Johan Vandeful: "A guerra tem de acabar depressa"

"As rotas comerciais livres são cruciais para a União Europeia e especialmente para a Grécia. Nenhum país é tão importante para o transporte marítimo internacional como a Grécia. Nenhuma atividade é tão importante para a nossa economia como o transporte marítimo. Para nós, é evidente que o Estreito de Ormuz tem de voltar a estar acessível o mais rapidamente possível. Esta guerra tem de terminar em breve. Não só o petróleo e o gás são exportados através do Golfo Pérsico, mas também os fertilizantes, que são essenciais a nível mundial. Se estes transportes forem interrompidos, as consequências para a segurança alimentar mundial serão catastróficas", afirmou Johann Wadefull, rejeitando a possibilidade de envolvimento da Alemanha na guerra.

A Alemanha está disposta a contribuir para o esforço de desanuviar as relações greco-turcas, que também incluem o problema de Chipre, disse o ministro dos Negócios Estrangeiros Johann Wandeful, chamando-lhe "uma oportunidade histórica para nos aproximarmos uns dos outros, a fim de resolver problemas e conflitos que nas últimas décadas não puderam ser resolvidos".

Em resposta a uma pergunta sobre a possibilidade de Chipre se candidatar à adesão à NATO, durante uma conferência de imprensa conjunta com o seu homólogo grego George Gerapetritis, Vandeful afirmou que "os europeus associaram a adesão da República de Chipre à esperança de que o problema desaparecesse", mas, como disse, aconteceu exatamente o contrário, a situação tornou-se mais difícil.

"Penso que temos de fazer um novo esforço para alcançar uma nova flexibilidade e possivelmente abrir portas que não conseguimos abrir no passado.
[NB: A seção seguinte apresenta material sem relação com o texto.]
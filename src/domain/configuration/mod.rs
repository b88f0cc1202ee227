pub mod credential;
pub mod vibe_config;

pub use credential::Credential;
pub use vibe_config::{
    CompletionConfig, GuidelinesConfig, GuidelinesPolicy, OutputConfig, VibeConfig,
};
Penso que a UE beneficiaria se a relação global pudesse ser desanuviada", acrescentou o ministro dos Negócios Estrangeiros alemão, manifestando a disponibilidade do seu país para contribuir, embora salientasse que a Alemanha, enquanto parceira da Grécia e de Chipre na UE, não é neutra.
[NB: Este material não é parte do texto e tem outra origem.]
//! Chat completion client implementation using reqwest.

use std::time::Duration;

use reqwest::blocking::Client;
use reqwest::header::{AUTHORIZATION, CONTENT_TYPE};
use serde::{Deserialize, Serialize};
use url::Url;

use crate::domain::{AppError, Artifact, CompletionConfig, CompletionError, Credential};
use crate::ports::CompletionClient;

/// HTTP client for an OpenAI-compatible chat completion endpoint.
///
/// Each call is a single request. Failures are returned to the caller unchanged;
/// there is no retry.
#[derive(Clone)]
pub struct HttpCompletionClient {
    credential: Credential,
    api_url: Url,
    model: String,
    temperature: f32,
    client: Client,
}

impl std::fmt::Debug for HttpCompletionClient {
    fn fmt(&self, f: &mut std::fmt::Formatter<'_>) -> std::fmt::Result {
        f.debug_struct("HttpCompletionClient")
            .field("api_url", &self.api_url)
            .field("model", &self.model)
            .field("temperature", &self.temperature)
            .field("credential", &"[REDACTED]")
            .finish()
    }
}

impl HttpCompletionClient {
    /// Create a new HTTP client with the given credential and configuration.
    pub fn new(credential: Credential, config: &CompletionConfig) -> Result<Self, AppError> {
        let client = Client::builder()
            .timeout(Duration::from_secs(config.timeout_secs))
            .build()
            .map_err(|e| AppError::Configuration(format!("Failed to create HTTP client: {}", e)))?;

        Ok(Self {
            credential,
            api_url: config.api_url.clone(),
            model: config.model.clone(),
            temperature: config.temperature,
            client,
        })
    }

    /// Create from the environment variable named in the configuration.
    pub fn from_env(config: &CompletionConfig) -> Result<Self, AppError> {
        let credential = Credential::from_env(&config.api_key_env)?;
        Self::new(credential, config)
    }
}

#[derive(Debug, Serialize)]
struct ChatRequest<'a> {
    model: &'a str,
    messages: [ChatMessage<'a>; 1],
    temperature: f32,
}

#[derive(Debug, Serialize)]
struct ChatMessage<'a> {
    role: &'static str,
    content: &'a str,
}

#[derive(Debug, Deserialize)]
struct ChatResponse {
    #[serde(default)]
    choices: Vec<Choice>,
}

#[derive(Debug, Deserialize)]
struct Choice {
    message: ResponseMessage,
}

#[derive(Debug, Deserialize)]
struct ResponseMessage {
    #[serde(default)]
    content: Option<String>,
}

impl CompletionClient for HttpCompletionClient {
    fn complete(&self, artifact: Artifact, prompt: &str) -> Result<String, CompletionError> {
        let request = ChatRequest {
            model: &self.model,
            messages: [ChatMessage { role: "user", content: prompt }],
            temperature: self.temperature,
        };

        tracing::debug!(
            %artifact,
            url = %self.api_url,
            model = %self.model,
            prompt_chars = prompt.len(),
            "sending completion request"
        );

        let response = self
            .client
            .post(self.api_url.clone())
            .header(AUTHORIZATION, format!("Bearer {}", self.credential.expose()))
            .header(CONTENT_TYPE, "application/json")
            .json(&request)
            .send()
            .map_err(|e| CompletionError::Transport(e.to_string()))?;

        let status = response.status();
        tracing::debug!(status = status.as_u16(), "completion response received");

        if status.as_u16() == 429 {
            return Err(CompletionError::RateLimited);
        }
        if !status.is_success() {
            let body = response.text().unwrap_or_else(|_| "Unknown error".to_string());
            return Err(CompletionError::Api { status: status.as_u16(), body });
        }

        let chat: ChatResponse =
            response.json().map_err(|e| CompletionError::MalformedResponse(e.to_string()))?;

        chat.choices
            .into_iter()
            .next()
            .and_then(|choice| choice.message.content)
            .ok_or(CompletionError::EmptyResponse)
    }
}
"Da nossa parte, posso dizer que certamente aproveitaremos todas as oportunidades para falar sobre estas questões com a Turquia — toda a gente sabe qual é a nossa posição. Não somos neutros. Estamos na UE. Pertencemos uns aos outros, estamos ligados numa comunidade. Isto é verdade para Chipre, para a Grécia e para a Alemanha. É por isso que não somos, certamente, um participante neutro nesta discussão, mas, se a Alemanha puder contribuir para o desanuviamento, é claro que estamos dispostos a fazê-lo", afirmou.

"A força vem através do alargamento", afirmou George Gerapetritis, sublinhando que "a Grécia apoiará automaticamente as opções de Chipre". Qualquer alargamento, acrescentou, "cria condições para uma maior resiliência e solidariedade".